Cash Flow Highlights

The table below presents cash flow highlights during the respective periods:

 

      Three months ended
September 30,
    Nine months ended
September 30,
 

(in thousands of U.S.$)

   2009     2008     2009     2008  

Cash and cash equivalents, beginning of period

   $ 50,658      $ 62,915      $ 38,952      $ 91,326   

Cash provided by (used in) operating activities

     2,953        (1,599     22,824        (20,028

Cash used in investing activities

     (1,901     (650     (7,038     (9,631

Cash used in financing activities

     (216     (2,170     (3,192     (3,670

Effect of exchange rate changes on cash

     (36     (1,545     (88     (1,046
                                

Net (decrease) increase in cash and cash equivalents

     800        (5,964     12,506        (34,375

Cash and cash equivalents, end of period

   $ 51,458      $ 56,951      $ 51,458      $ 56,951   
                                

Cash Flows from Operating Activities

Cash provided by operating activities for the three month period ended September 30, 2009 was $3.0 million, compared to cash used in operating activities of $1.6 million for the same period in 2008. The increase in cash provided by operating activities of $4.6 million was due primarily to reduced research and development and selling, general and administrative costs, offset by a reduction of royalty revenue and a $1.7 million reduction in working capital changes. Working capital changes during the three month period ended September 30, 2009 included net cash outflows from accounts payable and accrued liabilities of $5.3 million due to payments made during the period and net cash inflows of $4.7 million from accrued interest payable due to the timing of interest payments on our 7.75% Senior Subordinated Notes due 2014 (the “Subordinated Notes”) and Floating Rate Notes.

Cash provided by operating activities for the nine months ended September 30, 2009 was $22.8 million, compared to cash used in operating activities of $20.0 million for the same period in 2008. The increase in cash provided by operating activities of $42.8 million was due primarily to the one-time cash payment of $25.0 million received from Baxter in the first quarter of 2009, a lower net loss for the reasons discussed above and a $6.0 million improvement in working capital changes. Working capital changes during the nine month period ended September 30, 2009 included net cash outflows from accounts receivable of $2.6 million due to sales growth of Quill SRS as well as sales of the Option IVC Filter during the third quarter, net cash outflows from accounts payable and accrued liabilities of $6.8 million due to payments made during the period, net cash outflows of $0.8 million for income taxes payable, net cash inflows of $6.5 million from prepaid expenses and other assets due to non-cash tax expense and net cash inflows of $4.3 million from accrued interest payable due to the timing of interest payments on our Subordinated Notes and Floating Rate Notes.
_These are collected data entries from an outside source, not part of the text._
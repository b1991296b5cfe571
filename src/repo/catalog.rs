// src/repo/catalog.rs

use std::sync::Arc;

use crate::error::AppError;
use crate::models::exam::ExamDefinition;
use crate::storage::KvStore;

use super::keys;

/// Subjects offered before the admin customises the list.
const DEFAULT_SUBJECTS: [&str; 9] = [
    "English",
    "Mathematics",
    "Biology",
    "Chemistry",
    "Physics",
    "Economics",
    "Government",
    "Civic Education",
    "Computer Studies",
];

/// Repository over authored exam papers and the subject list.
pub struct ExamCatalog {
    store: Arc<dyn KvStore>,
}

impl ExamCatalog {
    pub fn new(store: Arc<dyn KvStore>) -> Self {
        Self { store }
    }

    pub fn subjects(&self) -> Result<Vec<String>, AppError> {
        match self.store.read(keys::SUBJECTS)? {
            Some(raw) => Ok(serde_json::from_str(&raw)?),
            None => Ok(DEFAULT_SUBJECTS.iter().map(|s| s.to_string()).collect()),
        }
    }

    pub fn add_subject(&self, name: &str) -> Result<(), AppError> {
        let name = name.trim();
        if name.is_empty() {
            return Err(AppError::BadRequest(
                "Subject name must not be empty".to_string(),
            ));
        }

        let mut subjects = self.subjects()?;
        subjects.push(name.to_string());
        self.store
            .write(keys::SUBJECTS, &serde_json::to_string(&subjects)?)
    }

    pub fn exams(&self) -> Result<Vec<ExamDefinition>, AppError> {
        match self.store.read(keys::EXAMS)? {
            Some(raw) => Ok(serde_json::from_str(&raw)?),
            None => Ok(Vec::new()),
        }
    }

    /// Saves a paper, replacing any existing one for the same
    /// `(class_name, subject)`.
    pub fn save_exam(&self, exam: ExamDefinition) -> Result<(), AppError> {
        let mut exams = self.exams()?;
        exams.retain(|e| {
            !(e.class_name.eq_ignore_ascii_case(&exam.class_name)
                && e.subject.eq_ignore_ascii_case(&exam.subject))
        });
        tracing::info!("Saved exam {} / {}", exam.class_name, exam.subject);
        exams.push(exam);
        self.store.write(keys::EXAMS, &serde_json::to_string(&exams)?)
    }

    /// Case-insensitive lookup of the paper for a class and subject.
    pub fn find(&self, class_name: &str, subject: &str) -> Result<Option<ExamDefinition>, AppError> {
        Ok(self.exams()?.into_iter().find(|e| {
            e.class_name.eq_ignore_ascii_case(class_name) && e.subject.eq_ignore_ascii_case(subject)
        }))
    }

    /// Distinct subjects that have a paper authored for `class_name`.
    pub fn subjects_for_class(&self, class_name: &str) -> Result<Vec<String>, AppError> {
        let mut subjects: Vec<String> = Vec::new();
        for exam in self.exams()? {
            if exam.class_name.eq_ignore_ascii_case(class_name)
                && !subjects.iter().any(|s| s.eq_ignore_ascii_case(&exam.subject))
            {
                subjects.push(exam.subject.clone());
            }
        }
        Ok(subjects)
    }
}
Cash Flows from Investing Activities

Net cash used in investing activities for the three month period ended September 30, 2009 was $1.9 million compared to net cash used of $0.7 million for the same quarter in 2008. For the three months ended September 30, 2009, the net cash used in investing activities was related to capital expenditures during the period, including $0.6 million related to the expansion of our Puerto Rico manufacturing facility. For the three month period ended September 30, 2008, net cash used in investing activities was primarily for capital expenditures of $1.4 million primarily related to the expansion of our Puerto Rico manufacturing facility offset by $0.6 million of proceeds on the sales of certain long-term investments.

Net cash used in investing activities for the first nine months of 2009 was $7.0 million compared to net cash used of $9.6 million for the same period in 2008. For the first nine months of 2009, the net cash used in investing activities was primarily for capital expenditures of $3.6 million as well as the payments made to Rex Medical and Haemacure Corporation of $2.5 million and $1.2 million, respectively during the second quarter of 2009. For the first nine months of 2008, the net cash used in investing activities was primarily for capital expenditures of $7.2 million for lab equipment and the expansion of our R&D facilities and for manufacturing equipment, primarily related to the expansion of our Puerto Rico manufacturing facility. We also paid a $0.8 million licensing milestone to a third-party upon our successful completion of the Bio-Seal clinical trial and invested $2.5 million in in-process research and development for an initial license payment to Rex Medical for the Option IVC Filter.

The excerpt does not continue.